Project Enye (ñ): A Voice for First-Generation Latinos between Two Worlds - Documentary & Discussion with filmmaker Denise Soler Cox
Thu, 13 Oct 2016, 7:00 PM – Great Hall, Memorial Union - First-time Latina filmmaker Denise Soler Cox draws on her personal struggles growing up between two cultures to chronicle the shared experiences of 16 million first-generation American-born Latinos, or Enyes (ñs). Raised in a household with at least one parent from a Spanish speaking country, Enyes (ñs) often grow up wrestling with issues of identity. Their home culture reflects the heritage and traditions of their family’s country of origin and is often in conflict with the mainstream American culture they experience everywhere else. For Soler Cox, creating awareness of the shared Enye (ñ) experience, and giving it a name, generates a powerful sense of belonging for a population struggling to understand where they fit in. Part of Latino Heritage Month The event will include opening comments from Soler Cox, a screening of the 37-minute documentary, and an audience Q&A.

The Dynamics of ISIS: Its Origins and Implications for the United States - Malcolm Nance
Mon, 17 Oct 2016, 7:00 PM – Great Hall, Memorial Union - Malcolm Nance is a counter-terrorism and intelligence adviser for the U.S. government’s special operations, homeland security and intelligence agencies. He frequently serves as a terrorism analyst for MSNBC and is the author of the new book Defeating ISIS: Who They Are, How They Fight, What They Believe. For more than 30 years Nance participated in field and combat intelligence activity, including as an Arabic-speaking field interrogator. A decorated veteran and former Navy intelligence officer, he deployed on numerous clandestine operations in the Balkans, the Middle East and sub-Saharan Africa. He also served as a master training specialist at the U.S. Navy Survival, Evasion, Resistance and Escape School. Manatt-Phelps Lecture in Political Science

Lectures Program Event Being Planned
Thu, 20 Oct 2016, 8:00 PM – Benton Auditorium, Scheman Building, Iowa State Center - Speaker to be announced.

Lectures Program Event Being Planned
Sat, 22 Oct 2016, 7:00 PM – Great Hall, Memorial Union - Puerto Rican Cultural Night. Speaker to be announced.

Lectures Program Event Being Planned
Mon, 24 Oct 2016, 3:00 PM – Cardinal Room, Memorial Union - Speaker to be announced.

Lectures Program Event Being Planned
Mon, 24 Oct 2016, 8:00 PM – Sun Room, Memorial Union - Sigma Xi Lecture Series. Speaker to be announced.

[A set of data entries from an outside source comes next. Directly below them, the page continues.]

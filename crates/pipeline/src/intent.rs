//! Domain intent classification.
//!
//! The whole pipeline is gated on the question being agricultural. A
//! keyword/pattern table decides most questions for free; only when it
//! misses is the completion service asked for a one-word label. Any failure
//! of that call leaves the heuristic result standing.

use crate::entities::{extract_entities, EntityCategory};
use crate::synthesizer::request_from_prompt;
use crate::types::IntentDecision;
use agri_core::{AppError, AppResult, PipelineConfig};
use agri_llm::LlmClient;
use agri_prompt::{build_prompt, PromptDefinition};
use regex::Regex;
use std::collections::HashMap;
use std::sync::{Arc, LazyLock};

/// Domain vocabulary beyond the entity table.
static DOMAIN_PATTERN: LazyLock<Option<Regex>> = LazyLock::new(|| {
    Regex::new(
        r"(?ix)\b(
            agri\w* | agro\w* | farm\w* | cultivat\w* | soils? | irrigat\w*
            | sow | sowing | sown | seedlings? | fertili[sz]\w* | pesticides? | insecticides?
            | fungicides? | herbicides? | weedicides? | pests? | plant\s+diseases?
            | livestock | cattle | cows? | buffalo\w* | goats? | poultry | dairy
            | fodder | veterinar\w* | fisher\w* | aquaculture | tractors? | mandi | msp
            | kisan | horticultur\w* | orchards? | greenhouses? | plough\w*
            | tillage | agronom\w* | compost\w* | manure | kvk | germinat\w*
        )\b",
    )
    .inspect_err(|e| tracing::error!("Invalid domain pattern: {}", e))
    .ok()
});

/// Words that are agricultural in context but common elsewhere ("organic
/// chemistry", "random seed", "image crop").
static AMBIGUOUS_PATTERN: LazyLock<Option<Regex>> = LazyLock::new(|| {
    Regex::new(
        r"(?ix)\b(
            crops? | seeds? | yields? | harvest\w* | weeds? | sheep | organic | nursery
        )\b",
    )
    .inspect_err(|e| tracing::error!("Invalid ambiguous domain pattern: {}", e))
    .ok()
});

/// Entity terms that alone do not make a question agricultural.
const AMBIGUOUS_ENTITIES: &[&str] = &[
    "rust", "blast", "rat", "mite", "mosaic", "canker", "smut", "wilt", "caterpillar", "tea",
    "coffee", "gram", "ginger", "garlic", "corn", "nitrogen", "phosphorus", "potassium",
    "sulphur", "boron", "mop", "pruning", "grafting", "harvesting", "spraying",
];

/// Entity categories that on their own signal an agricultural question.
/// Regions and seasons are too generic ("weather in Delhi in winter").
const DOMAIN_CATEGORIES: &[EntityCategory] = &[
    EntityCategory::Crops,
    EntityCategory::Diseases,
    EntityCategory::Pests,
    EntityCategory::Fertilizers,
    EntityCategory::Techniques,
];

/// Strength of the keyword evidence that a text is agricultural.
#[derive(Debug, Clone, Copy, PartialEq, Eq, PartialOrd, Ord)]
pub enum DomainSignal {
    None,
    /// Only ambiguous terms matched
    Weak,
    Strong,
}

/// Grade a text against the domain keyword tables.
pub fn domain_signal(text: &str) -> DomainSignal {
    if DOMAIN_PATTERN.as_ref().is_some_and(|re| re.is_match(text)) {
        return DomainSignal::Strong;
    }

    let entities = extract_entities(text);
    let mut terms = entities
        .iter()
        .filter(|(category, _)| DOMAIN_CATEGORIES.contains(category))
        .flat_map(|(_, terms)| terms.iter())
        .peekable();

    let mut signal = DomainSignal::None;
    if terms.peek().is_some() {
        if terms.any(|term| !AMBIGUOUS_ENTITIES.contains(&term.as_str())) {
            return DomainSignal::Strong;
        }
        signal = DomainSignal::Weak;
    }

    if AMBIGUOUS_PATTERN.as_ref().is_some_and(|re| re.is_match(text)) {
        signal = DomainSignal::Weak;
    }
    signal
}

/// Whether a text matches the domain keyword table unambiguously.
pub fn heuristic_match(text: &str) -> bool {
    domain_signal(text) == DomainSignal::Strong
}

/// Parse a classifier reply into a label.
///
/// Only the first word counts: yes/true/agri(-culture, -cultural) mean
/// agricultural; no/false/non-agri/other mean not. Anything else is unknown.
pub fn parse_label(response: &str) -> Option<bool> {
    let first = response.split_whitespace().next()?;
    let token = first
        .trim_matches(|c: char| !c.is_alphanumeric())
        .to_lowercase();

    match token.as_str() {
        "yes" | "true" | "agri" | "agriculture" | "agricultural" => Some(true),
        "no" | "false" | "non-agri" | "nonagri" | "non-agricultural" | "other" => Some(false),
        _ => None,
    }
}

/// Heuristic plus completion-service intent classifier.
pub struct IntentClassifier {
    llm: Arc<dyn LlmClient>,
    model: String,
    prompt: PromptDefinition,
}

impl IntentClassifier {
    pub fn new(llm: Arc<dyn LlmClient>, model: impl Into<String>, prompt: PromptDefinition) -> Self {
        Self {
            llm,
            model: model.into(),
            prompt,
        }
    }

    /// Classify a question.
    ///
    /// An unambiguous keyword match decides on its own. Anything else goes
    /// to the classifier, with the previous question as context for a
    /// follow-up. With the classifier disabled, ambiguous terms and the
    /// domain of an earlier agricultural question are accepted instead. A
    /// failed or unparsable classifier call leaves only the unambiguous
    /// match standing.
    pub async fn classify(
        &self,
        question: &str,
        previous: Option<&str>,
        follow_up: bool,
        config: &PipelineConfig,
    ) -> IntentDecision {
        let previous = previous.filter(|_| follow_up);
        let signal = domain_signal(question);

        let mut decision = IntentDecision {
            heuristic: signal == DomainSignal::Strong,
            llm: None,
            follow_up,
        };
        if decision.heuristic {
            return decision;
        }

        if !config.llm_intent_enabled {
            let carried = previous.is_some_and(|p| domain_signal(p) != DomainSignal::None);
            if signal == DomainSignal::Weak || carried {
                tracing::debug!("Classifier disabled, accepting {:?} signal (carried: {})", signal, carried);
                decision.heuristic = true;
            }
            return decision;
        }

        decision.llm = match self
            .ask(question, previous, config.generation.intent_max_tokens)
            .await
        {
            Ok(label) => label,
            Err(e) => {
                tracing::warn!("{}; using heuristic result", e);
                None
            }
        };

        tracing::debug!("Intent decision: {:?} (signal {:?})", decision, signal);
        decision
    }

    async fn ask(
        &self,
        question: &str,
        previous: Option<&str>,
        max_tokens: u32,
    ) -> AppResult<Option<bool>> {
        let mut variables = HashMap::new();
        variables.insert("question".to_string(), question.to_string());
        if let Some(previous) = previous {
            variables.insert("previous_question".to_string(), previous.to_string());
        }

        let built = build_prompt(&self.prompt, variables)
            .map_err(|e| AppError::IntentClassification(e.to_string()))?;
        let request = request_from_prompt(built, &self.model)
            .with_temperature(0.0)
            .with_max_tokens(max_tokens);

        let response = self
            .llm
            .complete(&request)
            .await
            .map_err(|e| AppError::IntentClassification(e.to_string()))?;

        let label = parse_label(&response.content);
        if label.is_none() {
            tracing::debug!("Unparsable intent label: {:?}", response.content);
        }
        Ok(label)
    }
}

#[cfg(test)]
mod tests {
    use super::*;

    #[test]
    fn test_heuristic_matches_domain_questions() {
        assert!(heuristic_match("What is the seed rate for wheat in Punjab?"));
        assert!(heuristic_match("How to control whitefly?"));
        assert!(heuristic_match("Dairy cattle feeding schedule"));
        assert!(heuristic_match("DAP or urea first?"));
    }

    #[test]
    fn test_heuristic_rejects_other_questions() {
        assert!(!heuristic_match("What's the capital of France?"));
        assert!(!heuristic_match("Weather in Delhi this winter"));
        assert!(!heuristic_match("Write a poem about the sea"));
    }

    #[test]
    fn test_ambiguous_terms_are_weak() {
        assert_eq!(domain_signal("How do I learn the Rust programming language?"), DomainSignal::Weak);
        assert_eq!(domain_signal("Best coffee shop in Paris?"), DomainSignal::Weak);
        assert_eq!(domain_signal("Tips for my organic chemistry exam"), DomainSignal::Weak);
        assert_eq!(domain_signal("Set a random seed for the test"), DomainSignal::Weak);
        assert_eq!(domain_signal("Is there a rat in the attic?"), DomainSignal::Weak);
        assert!(!heuristic_match("How do I learn the Rust programming language?"));
    }

    #[test]
    fn test_ambiguous_terms_in_context_are_strong() {
        assert_eq!(domain_signal("Yellow rust on wheat leaves"), DomainSignal::Strong);
        assert_eq!(domain_signal("Blast in paddy after heavy rain"), DomainSignal::Strong);
        assert_eq!(domain_signal("Organic farming subsidy"), DomainSignal::Strong);
        assert_eq!(domain_signal("Tea garden soil pH"), DomainSignal::Strong);
        assert_eq!(domain_signal("What's the capital of France?"), DomainSignal::None);
    }

    #[test]
    fn test_parse_label() {
        assert_eq!(parse_label("Yes"), Some(true));
        assert_eq!(parse_label(" yes."), Some(true));
        assert_eq!(parse_label("TRUE"), Some(true));
        assert_eq!(parse_label("agricultural"), Some(true));
        assert_eq!(parse_label("No, it is about geography"), Some(false));
        assert_eq!(parse_label("non-agri"), Some(false));
        assert_eq!(parse_label("Other"), Some(false));
        assert_eq!(parse_label("Maybe"), None);
        assert_eq!(parse_label(""), None);
    }
}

Fiction, the Future and Environmental Crisis - Margaret Atwood
Tue, 01 Nov 2016, 8:00 PM – Great Hall, Memorial Union - Margaret Atwood is an author, poet and environmental activist whose work is widely known for its commentary on the human condition and female experience. Her more than forty books include The Handmaid’s Tale, The Blind Assassin, and The Heart Goes Last. Her MaddAddam trilogy, which began with the Oryx and Crake, is currently being adapted into an HBO series. Her forthcoming book, Hag-Seed, is a modern retelling of Shakespeare’s The Tempest. Atwood's many international literary awards include the prestigious Booker Prize for contemporary fiction, Arthur C. Clarke Award in science fiction and the Governor General's Award for fiction in her native Canada. Atwood's critical acclaim is equally matched by her popularity among readers and following on Twitter.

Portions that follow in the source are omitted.